Он говорил тихо. – У меня с собой есть письмо к жене, только пишу-то я неважно. Может, вы будете так добры – перепишите мне его набело?
– Что ж, – сказал я, – с удовольствием.
– Вы, наверно, писать мастер, – сказал он и улыбнулся. – Да.
Он расстегнул ворот своей синей рубашки. Под грубым шерстяным бельем у него было приколото письмо. Он дал его мне. Письмо было теплое, влажное, оно впитало в себя сырость промокшей одежды и кисловатый запах тела.
Я попросил у бармена бумаги. Он принес мне один листок. Вот это письмо. Я переписал его, не изменив в нем ни одного слова.
«Дорогая жена,
пишу я тебе письмо хотел я кое-что сказать перед уходом, да не сказал вот и пишу сейчас. Это неспроста что меня не принимают в шахту. Я тебе говорил что на руднике работы стало меньше. А это неверно.
Это у меня с тех пор как нашу шахту закрыли и я перешел на работу в тоннеле около моста в том месте, где русло реки повернули к горам. Десятник говорит тех кто работал в этом тоннеле принимать не будут.
Это у меня после того как мы закладывали буры в ту скалу. Там был кварц, а в нем много хрусталя. Все кто в тоннеле работали надышались щелкой хрустальной пылью.
И поэтому все мы заболели. Доктор мне справку дал. Болезнь называется силикозис. От нее легкие покрываются струпьями и дышать нельзя.
От города мы живем далеко и ты ничего не слышала про Тома Прескотта и Хэнзи Мак Кулло, а они третьего дня померли. Я об этом узнал и сходил к доктору.
Доктор говорит у меня такая же болезнь как и у Тома Прескотта поэтому я и кашляю. Легкие у меня все в струпьях. Из тех кто в тоннеле работал человек сто заболело. Вылечиться от этой болезни нельзя и доктор говорит если бы компания выдала нам маски и наладила вентиляцию ничего бы такого и не было.
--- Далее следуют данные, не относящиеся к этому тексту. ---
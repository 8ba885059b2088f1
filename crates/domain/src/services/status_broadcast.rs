//! Builds the payloads pushed to live connections after a status change.

use crate::models::monitoring::{MonitoringBlock, StudentMessageType};
use crate::models::{MonitoringSnapshot, RoomBlock, RoomRef, StudentStatus, StudentStatusMessage};

/// Both views of one status change, built from the same row.
#[derive(Debug, Clone, PartialEq, Eq)]
pub struct StatusBroadcast {
    pub snapshot: MonitoringSnapshot,
    pub student_message: StudentStatusMessage,
}

impl StatusBroadcast {
    /// Room used to filter dashboard viewers; `None` reaches only
    /// unrestricted viewers.
    pub fn room_id(&self) -> Option<uuid::Uuid> {
        self.snapshot.room_id
    }
}

/// Builds the dashboard snapshot and the student notification.
pub fn build_status_broadcast(status: &StudentStatus, room: Option<RoomRef>) -> StatusBroadcast {
    let snapshot = MonitoringSnapshot {
        id: status.student_id,
        student_id: status.student_id,
        room_id: room.as_ref().map(|r| r.id),
        locked: status.locked,
        blocked_from_exam: status.blocked_from_exam,
        updated_at: status.updated_at,
        force_logout_at: status.force_logout_at,
        app_version: status.app_version.clone(),
        monitoring: MonitoringBlock {
            id: Some(status.id),
            app_version: status.app_version.clone(),
            locked: status.locked,
            blocked_from_exam: status.blocked_from_exam,
            force_logout_at: status.force_logout_at,
            updated_at: Some(status.updated_at),
        },
        room: RoomBlock(room),
    };

    let student_message = StudentStatusMessage {
        kind: StudentMessageType::StatusUpdate,
        locked: status.locked,
        blocked_from_exam: status.blocked_from_exam,
        force_logout_at: status.force_logout_at,
        app_version: Some(status.app_version.clone()).filter(|v| !v.is_empty()),
    };

    StatusBroadcast {
        snapshot,
        student_message,
    }
}

#[cfg(test)]
mod tests {
    use super::*;
    use chrono::Utc;
    use uuid::Uuid;

    fn status(app_version: &str) -> StudentStatus {
        let now = Utc::now();
        StudentStatus {
            id: Uuid::new_v4(),
            student_id: Uuid::new_v4(),
            app_version: app_version.into(),
            locked: false,
            blocked_from_exam: true,
            force_logout_at: Some(now),
            created_at: now,
            updated_at: now,
        }
    }

    #[test]
    fn test_snapshot_with_room() {
        let st = status("2.1.0");
        let room_id = Uuid::new_v4();
        let out = build_status_broadcast(
            &st,
            Some(RoomRef {
                id: room_id,
                name: "Lab A".into(),
            }),
        );

        assert_eq!(out.room_id(), Some(room_id));
        let json = serde_json::to_value(&out.snapshot).unwrap();
        assert_eq!(json["id"], st.student_id.to_string());
        assert_eq!(json["student_id"], st.student_id.to_string());
        assert_eq!(json["room_id"], room_id.to_string());
        assert_eq!(json["app_version"], "2.1.0");
        assert_eq!(json["blocked_from_exam"], true);
        assert_eq!(json["monitoring"]["id"], st.id.to_string());
        assert_eq!(json["room"]["room_name"], "Lab A");
    }

    #[test]
    fn test_snapshot_without_room_or_version() {
        let st = status("");
        let out = build_status_broadcast(&st, None);

        assert_eq!(out.room_id(), None);
        let json = serde_json::to_value(&out.snapshot).unwrap();
        assert!(json.get("room_id").is_none());
        assert!(json.get("app_version").is_none());
        assert_eq!(json["monitoring"]["app_version"], "");
        assert_eq!(json["room"], serde_json::json!({"id": "", "room_name": ""}));
    }

    #[test]
    fn test_student_message() {
        let st = status("");
        let out = build_status_broadcast(&st, None);
        let json = serde_json::to_value(&out.student_message).unwrap();

        assert_eq!(json["type"], "status_update");
        assert_eq!(json["locked"], false);
        assert_eq!(json["blocked_from_exam"], true);
        assert!(json.get("force_logout_at").is_some());
        assert!(json.get("app_version").is_none());
    }
}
Вот я и решил уйти потому что доктор говорит месяца через четыре мне помирать.
Может найду где-нибудь работу. Я буду посылать тебе все деньги пока смогу работать.
Я не хочу быть в семье обузой. Поэтому я и ушел.
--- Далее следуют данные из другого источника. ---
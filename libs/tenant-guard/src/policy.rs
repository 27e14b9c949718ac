//! The tenant invariants as pure checks.
//!
//! The PL/pgSQL generated in [`crate::ddl`] is the enforcing copy of these
//! rules; the functions here evaluate the same predicates on before/after
//! values so callers and tests can reason about a transition without a
//! database.

use std::fmt;

use serde::{Deserialize, Serialize};

/// Message tag raised by the immutability trigger. Callers match on it to
/// tell a tenant rejection apart from any other failure.
pub const IMMUTABLE_TAG: &str = "SHOP_ID_IMMUTABLE";

/// SQLSTATE raised by the immutability trigger (class `SG`, not predefined by
/// PostgreSQL).
pub const IMMUTABLE_SQLSTATE: &str = "SG001";

/// Suffix shared by every ownership constraint name.
pub const OWNERSHIP_CONSTRAINT_SUFFIX: &str = "_requires_shop";

/// Action tag written to the audit sink for an immutability violation.
pub const VIOLATION_ACTION: &str = "shop_id_change_attempt";

/// Allowed `shop_id` transitions on UPDATE.
#[derive(Debug, Clone, Copy, PartialEq, Eq)]
pub enum Transition {
    /// Value did not change (including null -> null).
    Unchanged,
    /// The one legal change: null -> value.
    InitialAssignment,
}

/// An attempt to change an already-assigned tenant identifier.
#[derive(Debug, Clone, PartialEq, Eq)]
pub struct TenantViolation<T> {
    pub old: T,
    pub attempted: Option<T>,
}

/// Write-once rule for the tenant identifier.
pub struct ImmutabilityPolicy;

impl ImmutabilityPolicy {
    /// Evaluate an UPDATE of the tenant identifier from `old` to `new`.
    ///
    /// # Errors
    /// Returns the violation when `old` is set and `new` differs from it,
    /// including an attempt to clear it.
    pub fn check<T: PartialEq + Clone>(
        old: Option<&T>,
        new: Option<&T>,
    ) -> Result<Transition, TenantViolation<T>> {
        match (old, new) {
            (None, None) => Ok(Transition::Unchanged),
            (None, Some(_)) => Ok(Transition::InitialAssignment),
            (Some(o), Some(n)) if o == n => Ok(Transition::Unchanged),
            (Some(o), n) => Err(TenantViolation {
                old: o.clone(),
                attempted: n.cloned(),
            }),
        }
    }
}

/// Roles that act inside a single shop and therefore must carry its id.
#[derive(Debug, Clone, Copy, PartialEq, Eq, Hash, PartialOrd, Ord, Serialize, Deserialize)]
#[serde(rename_all = "snake_case")]
pub enum PrivilegedRole {
    Owner,
    Employee,
    Kiosk,
}

impl PrivilegedRole {
    pub const ALL: [Self; 3] = [Self::Owner, Self::Employee, Self::Kiosk];

    #[must_use]
    pub const fn as_str(self) -> &'static str {
        match self {
            Self::Owner => "owner",
            Self::Employee => "employee",
            Self::Kiosk => "kiosk",
        }
    }

    /// Name of this role's check constraint on the principal table, e.g.
    /// `users_owner_requires_shop`.
    #[must_use]
    pub fn constraint_name(self, principal_table: &str) -> String {
        format!(
            "{principal_table}_{}{OWNERSHIP_CONSTRAINT_SUFFIX}",
            self.as_str()
        )
    }

    #[must_use]
    pub fn parse(role: &str) -> Option<Self> {
        Self::ALL.into_iter().find(|r| r.as_str() == role)
    }
}

impl fmt::Display for PrivilegedRole {
    fn fmt(&self, f: &mut fmt::Formatter<'_>) -> fmt::Result {
        f.write_str(self.as_str())
    }
}

/// A privileged principal without a tenant identifier.
#[derive(Debug, Clone, Copy, PartialEq, Eq)]
pub struct OwnershipViolation {
    pub role: PrivilegedRole,
}

/// Privileged principals must belong to a shop.
pub struct OwnershipPolicy;

impl OwnershipPolicy {
    /// # Errors
    /// Returns the violation when `role` is privileged and `has_shop` is false.
    pub fn check(role: &str, has_shop: bool) -> Result<(), OwnershipViolation> {
        match PrivilegedRole::parse(role) {
            Some(role) if !has_shop => Err(OwnershipViolation { role }),
            _ => Ok(()),
        }
    }
}

/// Classification of a database error returned for a rejected mutation.
///
/// A rejection is terminal for the statement: retrying the same payload
/// fails the same way.
#[derive(Debug, Clone, PartialEq, Eq, Serialize)]
#[serde(tag = "kind", rename_all = "snake_case")]
pub enum Rejection {
    /// The immutability trigger refused a `shop_id` change.
    TenantImmutable,
    /// An ownership check constraint refused a principal without a shop.
    OwnershipConstraint { constraint: String },
    /// Anything else, including generic constraint violations.
    Other,
}

impl Rejection {
    /// Classify a driver error message.
    #[must_use]
    pub fn classify(message: &str) -> Self {
        if message.contains(IMMUTABLE_TAG) {
            return Self::TenantImmutable;
        }
        match violated_check_constraint(message) {
            Some(name) if name.ends_with(OWNERSHIP_CONSTRAINT_SUFFIX) => {
                Self::OwnershipConstraint {
                    constraint: name.to_owned(),
                }
            }
            _ => Self::Other,
        }
    }

    #[must_use]
    pub fn is_tenant_rejection(&self) -> bool {
        !matches!(self, Self::Other)
    }
}

impl fmt::Display for Rejection {
    fn fmt(&self, f: &mut fmt::Formatter<'_>) -> fmt::Result {
        match self {
            Self::TenantImmutable => f.write_str("tenant-immutable rejection"),
            Self::OwnershipConstraint { constraint } => {
                write!(f, "ownership constraint {constraint}")
            }
            Self::Other => f.write_str("unclassified failure"),
        }
    }
}

/// Extract `name` from `... violates check constraint "name"`.
fn violated_check_constraint(message: &str) -> Option<&str> {
    const MARKER: &str = "violates check constraint \"";
    let start = message.find(MARKER)? + MARKER.len();
    let rest = &message[start..];
    rest.find('"').map(|end| &rest[..end])
}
Ты как перестанешь от меня весточки получать так перебирайся к бабушке в горы в Килни-Ран. Будешь там жить, а она позаботится о тебе и о малыше.
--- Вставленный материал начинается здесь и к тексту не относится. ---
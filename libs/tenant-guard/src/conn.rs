//! PostgreSQL connection handle.

use sea_orm::{DatabaseConnection, SqlxPostgresConnector};
use sqlx::PgPool;
use sqlx::postgres::PgPoolOptions;
use tracing::info;

use crate::catalog::PgCatalog;
use crate::config::DatabaseConfig;
use crate::error::{GuardError, Result};

/// Owns the sqlx pool and the `SeaORM` connection built on top of it.
#[derive(Debug, Clone)]
pub struct GuardDb {
    pool: PgPool,
    sea: DatabaseConnection,
}

impl GuardDb {
    /// Connect using the configured DSN and pool limits.
    ///
    /// # Errors
    /// Returns an error if no DSN is set, the scheme is not PostgreSQL, or the
    /// pool cannot connect.
    pub async fn connect(cfg: &DatabaseConfig) -> Result<Self> {
        let dsn = cfg.dsn()?;
        let s = dsn.trim_start();
        if !(s.starts_with("postgres://") || s.starts_with("postgresql://")) {
            return Err(GuardError::UnsupportedDsn(redact_credentials_in_dsn(dsn)));
        }

        let pool = PgPoolOptions::new()
            .max_connections(cfg.max_conns.max(1))
            .acquire_timeout(cfg.acquire_timeout)
            .connect(s)
            .await?;
        info!(dsn = %redact_credentials_in_dsn(s), "connected to database");

        let sea = SqlxPostgresConnector::from_sqlx_postgres_pool(pool.clone());
        Ok(Self { pool, sea })
    }

    /// Catalog and executor backed by this connection.
    #[must_use]
    pub fn catalog(&self) -> PgCatalog {
        PgCatalog::new(self.sea.clone())
    }

    #[must_use]
    pub fn conn(&self) -> &DatabaseConnection {
        &self.sea
    }

    #[must_use]
    pub fn pool(&self) -> &PgPool {
        &self.pool
    }

    pub async fn close(self) {
        self.pool.close().await;
    }
}

/// Replace the password in a DSN with `***` for logging.
#[must_use]
pub fn redact_credentials_in_dsn(dsn: &str) -> String {
    if !dsn.contains('@') {
        return dsn.to_owned();
    }
    match url::Url::parse(dsn) {
        Ok(mut parsed) => {
            if parsed.password().is_some() && parsed.set_password(Some("***")).is_err() {
                return "***".to_owned();
            }
            parsed.to_string()
        }
        Err(_) => "***".to_owned(),
    }
}

#[cfg(test)]
#[cfg_attr(coverage_nightly, coverage(off))]
mod tests {
    #![allow(clippy::unwrap_used)]
    use super::*;

    #[test]
    fn password_is_redacted() {
        assert_eq!(
            redact_credentials_in_dsn("postgres://app:s3cret@db:5432/shop"),
            "postgres://app:***@db:5432/shop"
        );
    }

    #[test]
    fn dsn_without_credentials_is_unchanged() {
        assert_eq!(
            redact_credentials_in_dsn("postgres://db:5432/shop"),
            "postgres://db:5432/shop"
        );
        assert_eq!(
            redact_credentials_in_dsn("postgres://app@db/shop"),
            "postgres://app@db/shop"
        );
    }

    #[test]
    fn unparsable_dsn_is_hidden() {
        assert_eq!(redact_credentials_in_dsn("not a url @ all"), "***");
    }

    #[tokio::test]
    async fn non_postgres_dsn_is_rejected() {
        let cfg = DatabaseConfig {
            dsn: Some("mysql://root:pw@localhost/shop".to_owned()),
            ..Default::default()
        };
        let err = GuardDb::connect(&cfg).await.unwrap_err();
        assert!(matches!(err, GuardError::UnsupportedDsn(_)));
        assert!(!err.to_string().contains("pw"));
    }

    #[tokio::test]
    async fn missing_dsn_is_rejected() {
        let err = GuardDb::connect(&DatabaseConfig::default()).await.unwrap_err();
        assert!(matches!(
            err,
            GuardError::Config(crate::error::ConfigError::MissingDsn)
        ));
    }
}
Ну будь здорова и пусть малыш растет подальше от шахт. Не пускай его работать в шахту.
Ты не обижайся что я ушел и не горюй. А когда малыш подрастет расскажи ему что компания со мной сделала.
Я думаю пройдет годок и ты подыскивай себе другого мужа. Ты ведь еще молодая.
Любящий тебя муж
Джек Питкет».
Я отдал ему письмо, и он прочел его. Читал он долго. Потом сложил листок и приколол к нижней рубашке. Лицо у него было приятное и доброе. – Спасибо, друг, – сказал он. Потом тихо добавил, чуть наклонив голову: – Уж очень мне горько, что так получилось. Жена у меня хорошая. – Он помолчал. Потом, словно разговаривая с самим собой, сказал так тихо, что я еле расслышал его слова: – Уж очень мне горько.
Я взглянул ему в лицо. Жизнь медленно покидала его глаза. Они запали и ушли глубоко внутрь, точно пламя свечи, которую уносят в темноту. Зрачки затянулись мутной пеленой. Я снова потерял его. Он ушел от меня в свое горькое мрачное уединение.
Вот и все. Мы сидели у стойки. Я чувствовал только немую боль, жалость и любовь, и холодную глубокую ненависть к тому, что убило его.
Потом он поднялся. Он ничего не сказал мне. Я тоже молчал. Я смотрел на его широкую спину в синей рабочей блузе. Он постоял в дверях и вышел на улицу, в темноту и дождь.